### Goal of the exercise
From the entries, return every line where the string "denied" shows up.

### Data records
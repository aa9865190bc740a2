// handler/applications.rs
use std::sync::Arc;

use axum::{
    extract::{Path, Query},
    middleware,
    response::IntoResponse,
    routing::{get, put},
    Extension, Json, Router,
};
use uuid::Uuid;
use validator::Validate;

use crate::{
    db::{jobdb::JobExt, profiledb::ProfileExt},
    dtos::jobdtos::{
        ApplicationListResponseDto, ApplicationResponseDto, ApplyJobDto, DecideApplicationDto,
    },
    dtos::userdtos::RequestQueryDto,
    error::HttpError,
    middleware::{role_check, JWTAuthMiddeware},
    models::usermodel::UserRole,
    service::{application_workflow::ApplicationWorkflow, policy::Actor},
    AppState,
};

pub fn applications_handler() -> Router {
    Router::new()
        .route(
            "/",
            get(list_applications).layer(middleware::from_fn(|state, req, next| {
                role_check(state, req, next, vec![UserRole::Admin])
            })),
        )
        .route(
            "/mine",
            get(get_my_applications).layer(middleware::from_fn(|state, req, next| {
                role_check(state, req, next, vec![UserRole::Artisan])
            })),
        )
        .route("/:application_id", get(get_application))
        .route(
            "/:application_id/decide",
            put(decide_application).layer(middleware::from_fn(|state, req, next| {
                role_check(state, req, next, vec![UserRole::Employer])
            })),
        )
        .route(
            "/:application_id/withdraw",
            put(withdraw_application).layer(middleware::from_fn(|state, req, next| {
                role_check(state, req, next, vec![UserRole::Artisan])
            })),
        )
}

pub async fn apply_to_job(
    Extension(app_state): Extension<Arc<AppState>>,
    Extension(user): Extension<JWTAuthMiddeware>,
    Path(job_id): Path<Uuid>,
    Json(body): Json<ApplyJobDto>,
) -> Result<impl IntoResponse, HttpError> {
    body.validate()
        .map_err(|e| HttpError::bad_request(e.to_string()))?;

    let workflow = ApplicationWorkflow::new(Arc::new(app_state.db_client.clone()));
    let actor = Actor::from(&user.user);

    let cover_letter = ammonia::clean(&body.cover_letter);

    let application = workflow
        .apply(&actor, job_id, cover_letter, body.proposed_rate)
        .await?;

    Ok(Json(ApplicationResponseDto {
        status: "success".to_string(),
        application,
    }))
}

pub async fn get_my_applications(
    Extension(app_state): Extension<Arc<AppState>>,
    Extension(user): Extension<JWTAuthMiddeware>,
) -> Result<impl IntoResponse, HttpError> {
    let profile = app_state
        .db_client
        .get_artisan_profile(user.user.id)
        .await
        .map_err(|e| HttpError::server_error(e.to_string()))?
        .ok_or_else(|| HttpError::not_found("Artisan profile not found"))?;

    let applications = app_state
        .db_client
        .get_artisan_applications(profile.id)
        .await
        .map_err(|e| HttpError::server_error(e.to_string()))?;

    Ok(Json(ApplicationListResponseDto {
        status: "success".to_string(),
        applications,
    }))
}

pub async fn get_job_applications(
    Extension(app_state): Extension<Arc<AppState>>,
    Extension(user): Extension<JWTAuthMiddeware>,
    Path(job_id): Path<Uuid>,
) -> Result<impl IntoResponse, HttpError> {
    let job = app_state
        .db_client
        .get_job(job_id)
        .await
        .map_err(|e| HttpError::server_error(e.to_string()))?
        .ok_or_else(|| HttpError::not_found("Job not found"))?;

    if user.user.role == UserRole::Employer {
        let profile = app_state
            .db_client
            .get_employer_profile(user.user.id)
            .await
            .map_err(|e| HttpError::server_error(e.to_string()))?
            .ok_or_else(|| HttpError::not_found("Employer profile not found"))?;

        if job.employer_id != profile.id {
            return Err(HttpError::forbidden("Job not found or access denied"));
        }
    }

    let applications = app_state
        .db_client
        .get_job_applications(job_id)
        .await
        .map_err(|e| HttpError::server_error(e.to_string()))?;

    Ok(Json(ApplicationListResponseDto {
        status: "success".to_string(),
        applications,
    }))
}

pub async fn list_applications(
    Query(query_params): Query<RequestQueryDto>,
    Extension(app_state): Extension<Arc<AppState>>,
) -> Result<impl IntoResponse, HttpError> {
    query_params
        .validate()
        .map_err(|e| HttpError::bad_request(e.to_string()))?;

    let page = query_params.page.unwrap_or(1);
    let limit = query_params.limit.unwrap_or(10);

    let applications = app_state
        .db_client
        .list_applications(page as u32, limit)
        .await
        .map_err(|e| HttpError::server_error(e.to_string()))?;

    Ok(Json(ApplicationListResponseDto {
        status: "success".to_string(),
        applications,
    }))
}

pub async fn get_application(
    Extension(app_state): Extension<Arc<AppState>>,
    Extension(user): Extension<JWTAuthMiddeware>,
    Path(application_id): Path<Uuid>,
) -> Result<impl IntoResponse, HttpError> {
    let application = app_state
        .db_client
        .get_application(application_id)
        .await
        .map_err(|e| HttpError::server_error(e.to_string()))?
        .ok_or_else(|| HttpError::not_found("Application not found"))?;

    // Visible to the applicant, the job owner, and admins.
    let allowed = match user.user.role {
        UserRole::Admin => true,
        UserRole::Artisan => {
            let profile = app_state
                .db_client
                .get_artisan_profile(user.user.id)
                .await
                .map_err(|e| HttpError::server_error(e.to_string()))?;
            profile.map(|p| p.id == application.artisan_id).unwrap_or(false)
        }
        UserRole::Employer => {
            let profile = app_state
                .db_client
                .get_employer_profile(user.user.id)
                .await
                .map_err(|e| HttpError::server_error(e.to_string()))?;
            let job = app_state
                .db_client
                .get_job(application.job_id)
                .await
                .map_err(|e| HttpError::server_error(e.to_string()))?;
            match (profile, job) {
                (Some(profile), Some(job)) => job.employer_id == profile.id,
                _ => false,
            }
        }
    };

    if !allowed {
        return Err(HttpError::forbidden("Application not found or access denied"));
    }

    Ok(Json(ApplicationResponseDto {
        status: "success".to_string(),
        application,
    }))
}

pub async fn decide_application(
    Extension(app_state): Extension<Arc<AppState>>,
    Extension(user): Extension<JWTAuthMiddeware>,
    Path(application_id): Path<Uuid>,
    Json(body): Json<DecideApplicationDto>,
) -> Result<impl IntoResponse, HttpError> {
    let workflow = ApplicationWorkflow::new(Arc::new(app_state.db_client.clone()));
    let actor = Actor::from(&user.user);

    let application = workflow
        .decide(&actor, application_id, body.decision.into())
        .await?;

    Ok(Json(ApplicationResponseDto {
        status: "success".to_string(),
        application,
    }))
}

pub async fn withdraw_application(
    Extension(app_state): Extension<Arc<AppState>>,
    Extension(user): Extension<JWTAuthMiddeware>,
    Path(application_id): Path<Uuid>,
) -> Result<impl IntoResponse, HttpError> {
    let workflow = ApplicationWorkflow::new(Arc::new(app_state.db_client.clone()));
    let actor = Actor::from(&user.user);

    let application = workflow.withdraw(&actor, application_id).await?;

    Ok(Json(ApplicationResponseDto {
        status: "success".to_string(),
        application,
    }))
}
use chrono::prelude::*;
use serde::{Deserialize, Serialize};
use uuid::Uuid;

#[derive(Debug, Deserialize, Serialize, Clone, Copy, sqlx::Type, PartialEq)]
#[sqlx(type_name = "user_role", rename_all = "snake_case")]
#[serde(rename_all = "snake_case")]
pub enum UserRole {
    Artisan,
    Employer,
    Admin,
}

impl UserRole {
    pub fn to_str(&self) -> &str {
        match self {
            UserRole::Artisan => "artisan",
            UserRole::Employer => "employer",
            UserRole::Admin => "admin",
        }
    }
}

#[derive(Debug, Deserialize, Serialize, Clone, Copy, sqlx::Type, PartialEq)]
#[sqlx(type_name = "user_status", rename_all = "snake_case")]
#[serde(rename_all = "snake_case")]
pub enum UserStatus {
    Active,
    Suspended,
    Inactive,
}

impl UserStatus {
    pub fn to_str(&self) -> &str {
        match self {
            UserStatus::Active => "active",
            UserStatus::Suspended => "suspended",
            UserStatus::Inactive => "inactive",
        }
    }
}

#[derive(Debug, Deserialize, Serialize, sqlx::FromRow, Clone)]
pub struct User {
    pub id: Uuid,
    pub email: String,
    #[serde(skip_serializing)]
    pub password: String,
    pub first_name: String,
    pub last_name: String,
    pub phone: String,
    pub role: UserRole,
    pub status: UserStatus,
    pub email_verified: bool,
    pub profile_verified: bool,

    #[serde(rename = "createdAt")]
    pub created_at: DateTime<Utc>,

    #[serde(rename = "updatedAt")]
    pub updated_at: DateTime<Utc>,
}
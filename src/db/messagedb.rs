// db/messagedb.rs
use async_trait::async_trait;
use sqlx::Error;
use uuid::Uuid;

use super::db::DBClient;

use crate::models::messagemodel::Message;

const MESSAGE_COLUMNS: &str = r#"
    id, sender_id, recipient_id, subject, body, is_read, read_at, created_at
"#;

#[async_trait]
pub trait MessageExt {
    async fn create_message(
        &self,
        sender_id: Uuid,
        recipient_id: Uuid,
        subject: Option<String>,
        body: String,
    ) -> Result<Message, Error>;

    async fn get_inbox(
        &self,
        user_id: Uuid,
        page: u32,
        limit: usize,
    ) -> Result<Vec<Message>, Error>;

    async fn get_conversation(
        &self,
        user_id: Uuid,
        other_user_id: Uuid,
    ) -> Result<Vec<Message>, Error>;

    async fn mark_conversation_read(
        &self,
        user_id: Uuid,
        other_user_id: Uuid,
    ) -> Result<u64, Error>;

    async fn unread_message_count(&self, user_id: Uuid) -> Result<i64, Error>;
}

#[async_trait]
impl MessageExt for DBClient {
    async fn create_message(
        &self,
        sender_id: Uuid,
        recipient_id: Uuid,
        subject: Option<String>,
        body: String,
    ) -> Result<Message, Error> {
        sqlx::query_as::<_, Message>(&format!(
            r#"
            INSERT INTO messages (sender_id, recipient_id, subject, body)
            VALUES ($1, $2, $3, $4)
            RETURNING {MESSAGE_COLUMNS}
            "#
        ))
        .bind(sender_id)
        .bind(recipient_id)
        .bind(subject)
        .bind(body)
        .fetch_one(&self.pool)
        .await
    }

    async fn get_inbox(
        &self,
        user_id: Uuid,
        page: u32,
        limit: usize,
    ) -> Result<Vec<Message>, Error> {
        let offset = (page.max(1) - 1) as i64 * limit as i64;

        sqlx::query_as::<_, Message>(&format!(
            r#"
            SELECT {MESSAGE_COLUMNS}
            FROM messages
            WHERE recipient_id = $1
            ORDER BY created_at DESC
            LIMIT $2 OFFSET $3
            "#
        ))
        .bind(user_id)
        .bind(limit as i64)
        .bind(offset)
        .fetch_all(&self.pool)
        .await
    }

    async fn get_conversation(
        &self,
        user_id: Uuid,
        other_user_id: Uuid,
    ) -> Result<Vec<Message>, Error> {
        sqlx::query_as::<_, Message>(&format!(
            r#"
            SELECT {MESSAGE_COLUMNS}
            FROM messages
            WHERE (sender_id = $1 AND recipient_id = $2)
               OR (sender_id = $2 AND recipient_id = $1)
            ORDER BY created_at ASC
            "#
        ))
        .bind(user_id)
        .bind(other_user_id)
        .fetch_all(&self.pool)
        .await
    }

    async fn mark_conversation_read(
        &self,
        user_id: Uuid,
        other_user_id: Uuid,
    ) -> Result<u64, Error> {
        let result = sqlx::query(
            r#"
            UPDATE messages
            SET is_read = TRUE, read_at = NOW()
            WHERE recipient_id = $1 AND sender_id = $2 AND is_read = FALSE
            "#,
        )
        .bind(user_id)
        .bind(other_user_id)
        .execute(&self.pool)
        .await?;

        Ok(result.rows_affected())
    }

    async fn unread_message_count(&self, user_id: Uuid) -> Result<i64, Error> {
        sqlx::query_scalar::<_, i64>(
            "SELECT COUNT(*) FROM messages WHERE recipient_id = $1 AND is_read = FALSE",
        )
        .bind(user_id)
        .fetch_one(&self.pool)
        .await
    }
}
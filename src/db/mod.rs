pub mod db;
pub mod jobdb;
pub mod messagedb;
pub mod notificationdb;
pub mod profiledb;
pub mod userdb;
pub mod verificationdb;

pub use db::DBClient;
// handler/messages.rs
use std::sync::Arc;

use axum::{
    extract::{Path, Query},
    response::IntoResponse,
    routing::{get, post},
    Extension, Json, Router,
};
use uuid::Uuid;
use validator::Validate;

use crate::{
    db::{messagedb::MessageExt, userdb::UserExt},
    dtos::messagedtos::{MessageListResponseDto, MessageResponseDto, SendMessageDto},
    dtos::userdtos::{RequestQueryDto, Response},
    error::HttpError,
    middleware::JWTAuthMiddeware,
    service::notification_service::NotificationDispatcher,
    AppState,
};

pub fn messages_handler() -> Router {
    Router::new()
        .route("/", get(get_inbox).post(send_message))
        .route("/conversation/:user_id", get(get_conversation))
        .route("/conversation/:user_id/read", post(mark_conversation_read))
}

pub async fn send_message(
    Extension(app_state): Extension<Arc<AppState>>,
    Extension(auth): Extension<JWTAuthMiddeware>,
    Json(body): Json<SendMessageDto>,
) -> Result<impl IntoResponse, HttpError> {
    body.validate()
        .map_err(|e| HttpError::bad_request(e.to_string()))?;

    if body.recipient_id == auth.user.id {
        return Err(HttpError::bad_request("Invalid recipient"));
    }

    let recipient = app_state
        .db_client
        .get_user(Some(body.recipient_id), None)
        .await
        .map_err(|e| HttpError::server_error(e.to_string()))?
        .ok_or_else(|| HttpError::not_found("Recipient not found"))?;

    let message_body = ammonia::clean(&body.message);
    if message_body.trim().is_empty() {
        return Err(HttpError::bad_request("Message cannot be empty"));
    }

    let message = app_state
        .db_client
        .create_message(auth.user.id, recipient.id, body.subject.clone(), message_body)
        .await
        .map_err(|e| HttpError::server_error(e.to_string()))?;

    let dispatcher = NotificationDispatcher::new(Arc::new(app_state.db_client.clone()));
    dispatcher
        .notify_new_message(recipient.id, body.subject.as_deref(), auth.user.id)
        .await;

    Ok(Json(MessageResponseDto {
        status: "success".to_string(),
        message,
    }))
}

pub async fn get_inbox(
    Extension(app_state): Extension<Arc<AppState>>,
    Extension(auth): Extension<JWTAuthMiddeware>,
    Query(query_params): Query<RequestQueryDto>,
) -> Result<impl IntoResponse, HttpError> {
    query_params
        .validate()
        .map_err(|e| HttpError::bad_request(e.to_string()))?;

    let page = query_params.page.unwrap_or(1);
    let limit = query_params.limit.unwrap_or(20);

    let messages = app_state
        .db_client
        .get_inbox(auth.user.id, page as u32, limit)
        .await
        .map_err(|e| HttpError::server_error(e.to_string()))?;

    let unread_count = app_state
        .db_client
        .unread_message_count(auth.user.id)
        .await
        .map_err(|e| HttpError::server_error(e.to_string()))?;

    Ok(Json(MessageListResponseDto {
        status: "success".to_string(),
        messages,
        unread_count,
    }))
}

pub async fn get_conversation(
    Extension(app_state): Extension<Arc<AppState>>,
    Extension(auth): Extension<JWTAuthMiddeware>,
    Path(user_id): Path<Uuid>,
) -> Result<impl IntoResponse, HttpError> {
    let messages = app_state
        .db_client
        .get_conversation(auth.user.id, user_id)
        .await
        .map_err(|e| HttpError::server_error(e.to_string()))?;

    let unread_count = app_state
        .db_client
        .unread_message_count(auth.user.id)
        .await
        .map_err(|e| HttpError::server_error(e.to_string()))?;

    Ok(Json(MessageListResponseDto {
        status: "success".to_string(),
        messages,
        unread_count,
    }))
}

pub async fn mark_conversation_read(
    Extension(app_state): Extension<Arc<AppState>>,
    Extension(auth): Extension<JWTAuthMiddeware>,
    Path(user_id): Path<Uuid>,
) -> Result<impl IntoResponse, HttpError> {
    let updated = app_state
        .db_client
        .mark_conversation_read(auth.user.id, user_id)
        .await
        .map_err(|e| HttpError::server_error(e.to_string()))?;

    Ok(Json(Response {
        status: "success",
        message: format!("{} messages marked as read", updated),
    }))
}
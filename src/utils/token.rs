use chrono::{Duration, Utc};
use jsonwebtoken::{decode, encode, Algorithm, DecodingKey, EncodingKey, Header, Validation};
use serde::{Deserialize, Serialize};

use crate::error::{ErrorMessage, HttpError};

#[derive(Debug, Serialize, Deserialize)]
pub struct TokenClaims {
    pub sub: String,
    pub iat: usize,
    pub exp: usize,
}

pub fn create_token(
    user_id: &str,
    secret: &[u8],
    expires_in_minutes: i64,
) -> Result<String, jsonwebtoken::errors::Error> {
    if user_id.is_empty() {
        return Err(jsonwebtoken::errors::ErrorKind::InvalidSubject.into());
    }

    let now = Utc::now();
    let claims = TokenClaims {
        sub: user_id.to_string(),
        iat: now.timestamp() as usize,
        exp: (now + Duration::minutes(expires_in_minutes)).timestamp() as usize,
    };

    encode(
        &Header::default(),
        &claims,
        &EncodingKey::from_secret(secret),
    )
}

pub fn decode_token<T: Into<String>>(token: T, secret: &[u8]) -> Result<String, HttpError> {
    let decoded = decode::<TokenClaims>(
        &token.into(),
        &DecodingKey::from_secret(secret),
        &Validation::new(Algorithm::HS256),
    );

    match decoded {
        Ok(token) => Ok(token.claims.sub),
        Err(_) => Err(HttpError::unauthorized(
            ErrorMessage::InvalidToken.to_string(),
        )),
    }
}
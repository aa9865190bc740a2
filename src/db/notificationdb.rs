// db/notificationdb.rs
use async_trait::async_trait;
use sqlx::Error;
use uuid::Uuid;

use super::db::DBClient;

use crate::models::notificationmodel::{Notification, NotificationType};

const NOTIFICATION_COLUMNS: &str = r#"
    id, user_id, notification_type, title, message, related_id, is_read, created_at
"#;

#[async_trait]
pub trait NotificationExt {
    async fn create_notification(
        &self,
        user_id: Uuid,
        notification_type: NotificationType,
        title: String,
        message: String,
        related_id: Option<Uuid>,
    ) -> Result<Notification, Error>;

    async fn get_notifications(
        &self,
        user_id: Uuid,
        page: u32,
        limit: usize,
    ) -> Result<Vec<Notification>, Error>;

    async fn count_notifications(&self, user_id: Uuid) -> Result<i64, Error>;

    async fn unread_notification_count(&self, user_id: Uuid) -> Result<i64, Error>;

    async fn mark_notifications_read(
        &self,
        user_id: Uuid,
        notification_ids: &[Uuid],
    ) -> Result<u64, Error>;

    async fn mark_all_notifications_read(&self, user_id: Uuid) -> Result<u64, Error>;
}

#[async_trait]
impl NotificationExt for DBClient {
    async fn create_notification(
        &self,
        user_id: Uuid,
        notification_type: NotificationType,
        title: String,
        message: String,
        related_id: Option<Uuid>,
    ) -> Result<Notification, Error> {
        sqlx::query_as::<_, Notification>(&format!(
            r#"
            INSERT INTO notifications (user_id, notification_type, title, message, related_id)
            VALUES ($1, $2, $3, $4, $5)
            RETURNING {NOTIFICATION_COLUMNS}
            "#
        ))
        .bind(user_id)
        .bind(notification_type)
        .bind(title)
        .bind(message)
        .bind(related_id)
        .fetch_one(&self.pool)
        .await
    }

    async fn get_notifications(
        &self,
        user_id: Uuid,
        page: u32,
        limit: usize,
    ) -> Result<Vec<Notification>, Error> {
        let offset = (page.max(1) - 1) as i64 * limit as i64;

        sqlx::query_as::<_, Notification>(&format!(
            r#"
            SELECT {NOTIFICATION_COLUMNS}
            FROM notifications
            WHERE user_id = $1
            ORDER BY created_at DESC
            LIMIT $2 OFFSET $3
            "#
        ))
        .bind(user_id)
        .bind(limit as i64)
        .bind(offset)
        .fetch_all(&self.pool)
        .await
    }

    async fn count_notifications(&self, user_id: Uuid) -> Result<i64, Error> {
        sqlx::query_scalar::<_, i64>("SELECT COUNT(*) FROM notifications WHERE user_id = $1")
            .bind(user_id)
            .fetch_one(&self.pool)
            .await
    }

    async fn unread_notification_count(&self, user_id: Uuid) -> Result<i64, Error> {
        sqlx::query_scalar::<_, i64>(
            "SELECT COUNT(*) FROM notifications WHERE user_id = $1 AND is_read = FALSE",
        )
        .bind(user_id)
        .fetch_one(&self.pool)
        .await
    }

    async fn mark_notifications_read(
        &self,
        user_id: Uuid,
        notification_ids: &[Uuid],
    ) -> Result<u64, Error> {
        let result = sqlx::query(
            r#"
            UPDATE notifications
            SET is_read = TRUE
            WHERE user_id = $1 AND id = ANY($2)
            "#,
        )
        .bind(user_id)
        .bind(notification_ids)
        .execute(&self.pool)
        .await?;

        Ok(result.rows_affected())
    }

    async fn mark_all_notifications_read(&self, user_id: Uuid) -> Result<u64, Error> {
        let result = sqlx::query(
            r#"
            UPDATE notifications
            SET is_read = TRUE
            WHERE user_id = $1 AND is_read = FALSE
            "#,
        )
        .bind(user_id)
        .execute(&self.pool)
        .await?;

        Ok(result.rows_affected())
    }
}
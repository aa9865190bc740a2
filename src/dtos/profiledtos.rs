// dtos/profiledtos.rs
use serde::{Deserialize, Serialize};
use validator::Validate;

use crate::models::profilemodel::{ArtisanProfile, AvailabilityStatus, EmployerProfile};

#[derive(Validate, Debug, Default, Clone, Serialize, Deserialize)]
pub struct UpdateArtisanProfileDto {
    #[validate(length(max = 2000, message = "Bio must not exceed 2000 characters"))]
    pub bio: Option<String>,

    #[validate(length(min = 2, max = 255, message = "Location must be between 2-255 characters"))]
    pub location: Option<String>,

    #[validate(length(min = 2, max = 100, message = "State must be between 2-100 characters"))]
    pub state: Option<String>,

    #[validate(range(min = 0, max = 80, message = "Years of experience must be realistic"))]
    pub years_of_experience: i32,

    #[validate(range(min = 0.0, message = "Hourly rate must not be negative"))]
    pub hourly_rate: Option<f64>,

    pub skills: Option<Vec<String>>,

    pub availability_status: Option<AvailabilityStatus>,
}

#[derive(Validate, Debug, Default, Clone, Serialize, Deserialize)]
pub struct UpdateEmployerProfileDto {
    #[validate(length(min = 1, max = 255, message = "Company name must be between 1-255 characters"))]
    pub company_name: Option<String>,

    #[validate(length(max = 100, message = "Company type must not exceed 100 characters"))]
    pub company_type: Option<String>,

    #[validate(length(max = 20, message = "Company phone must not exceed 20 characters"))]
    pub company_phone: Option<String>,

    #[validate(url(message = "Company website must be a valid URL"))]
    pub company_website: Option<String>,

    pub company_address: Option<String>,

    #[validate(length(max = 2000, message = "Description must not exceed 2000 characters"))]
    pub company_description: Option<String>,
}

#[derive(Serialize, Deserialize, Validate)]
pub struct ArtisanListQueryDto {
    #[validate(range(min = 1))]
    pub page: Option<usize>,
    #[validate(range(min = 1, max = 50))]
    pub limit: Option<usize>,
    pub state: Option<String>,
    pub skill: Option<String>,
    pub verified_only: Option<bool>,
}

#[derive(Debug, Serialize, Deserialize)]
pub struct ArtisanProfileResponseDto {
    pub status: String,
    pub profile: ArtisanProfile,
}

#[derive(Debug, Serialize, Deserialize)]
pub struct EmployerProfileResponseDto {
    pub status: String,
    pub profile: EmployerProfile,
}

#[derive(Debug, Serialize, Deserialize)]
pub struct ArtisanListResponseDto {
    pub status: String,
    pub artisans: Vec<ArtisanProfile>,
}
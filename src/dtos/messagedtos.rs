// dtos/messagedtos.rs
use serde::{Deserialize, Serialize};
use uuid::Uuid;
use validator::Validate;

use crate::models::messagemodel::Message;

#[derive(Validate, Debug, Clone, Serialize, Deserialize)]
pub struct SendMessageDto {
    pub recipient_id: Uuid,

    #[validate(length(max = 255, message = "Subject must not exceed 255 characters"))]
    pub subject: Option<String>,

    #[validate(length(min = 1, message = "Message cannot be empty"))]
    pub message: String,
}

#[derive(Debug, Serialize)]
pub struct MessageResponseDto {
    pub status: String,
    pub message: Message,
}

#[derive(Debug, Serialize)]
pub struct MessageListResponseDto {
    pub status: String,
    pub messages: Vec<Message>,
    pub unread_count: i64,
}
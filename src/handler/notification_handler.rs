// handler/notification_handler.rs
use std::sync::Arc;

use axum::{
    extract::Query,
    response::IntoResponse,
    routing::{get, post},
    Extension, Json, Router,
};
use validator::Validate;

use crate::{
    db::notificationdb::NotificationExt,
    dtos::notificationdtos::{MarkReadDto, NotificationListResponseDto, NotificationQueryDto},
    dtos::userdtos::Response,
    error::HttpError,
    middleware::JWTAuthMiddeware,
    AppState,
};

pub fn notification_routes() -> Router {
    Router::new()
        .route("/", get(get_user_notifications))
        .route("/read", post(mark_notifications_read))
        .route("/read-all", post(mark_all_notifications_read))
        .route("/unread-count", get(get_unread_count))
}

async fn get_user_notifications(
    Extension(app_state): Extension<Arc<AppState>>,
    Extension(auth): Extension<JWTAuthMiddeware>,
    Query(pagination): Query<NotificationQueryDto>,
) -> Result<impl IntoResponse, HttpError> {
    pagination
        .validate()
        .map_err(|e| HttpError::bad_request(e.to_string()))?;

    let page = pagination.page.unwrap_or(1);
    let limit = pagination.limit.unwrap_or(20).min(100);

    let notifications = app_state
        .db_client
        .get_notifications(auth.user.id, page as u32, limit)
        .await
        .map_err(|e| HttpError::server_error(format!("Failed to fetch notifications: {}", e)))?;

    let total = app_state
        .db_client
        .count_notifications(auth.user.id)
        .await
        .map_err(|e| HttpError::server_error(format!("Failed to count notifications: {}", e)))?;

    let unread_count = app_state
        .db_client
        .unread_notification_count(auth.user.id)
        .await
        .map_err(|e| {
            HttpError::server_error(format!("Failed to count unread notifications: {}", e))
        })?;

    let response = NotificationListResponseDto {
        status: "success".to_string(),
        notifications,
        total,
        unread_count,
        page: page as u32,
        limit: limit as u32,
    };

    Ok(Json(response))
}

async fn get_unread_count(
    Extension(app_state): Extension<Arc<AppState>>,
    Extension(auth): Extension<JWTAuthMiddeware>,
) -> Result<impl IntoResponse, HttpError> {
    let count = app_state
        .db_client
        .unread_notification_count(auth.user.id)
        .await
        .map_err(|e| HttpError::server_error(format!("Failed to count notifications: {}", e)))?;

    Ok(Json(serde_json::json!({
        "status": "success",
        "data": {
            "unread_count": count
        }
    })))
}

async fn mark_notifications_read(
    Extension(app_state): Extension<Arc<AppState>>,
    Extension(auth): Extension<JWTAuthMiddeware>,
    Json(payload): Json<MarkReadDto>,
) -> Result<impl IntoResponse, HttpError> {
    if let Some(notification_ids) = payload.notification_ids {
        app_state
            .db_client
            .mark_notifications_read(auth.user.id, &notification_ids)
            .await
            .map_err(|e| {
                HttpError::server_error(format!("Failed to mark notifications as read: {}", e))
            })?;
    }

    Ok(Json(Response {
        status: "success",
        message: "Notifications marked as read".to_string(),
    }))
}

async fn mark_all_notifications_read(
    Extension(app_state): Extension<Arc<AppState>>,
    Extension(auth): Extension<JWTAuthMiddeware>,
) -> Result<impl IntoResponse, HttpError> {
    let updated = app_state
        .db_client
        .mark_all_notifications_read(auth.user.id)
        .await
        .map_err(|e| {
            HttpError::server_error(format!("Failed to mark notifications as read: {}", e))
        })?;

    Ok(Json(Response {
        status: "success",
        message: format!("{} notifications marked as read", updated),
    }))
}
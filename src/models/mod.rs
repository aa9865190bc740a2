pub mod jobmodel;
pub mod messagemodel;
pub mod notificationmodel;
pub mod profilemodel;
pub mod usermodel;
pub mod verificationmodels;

### Task answer
            return Err(HttpError::forbidden("Job not found or access denied"));
        return Err(HttpError::forbidden("Application not found or access denied"));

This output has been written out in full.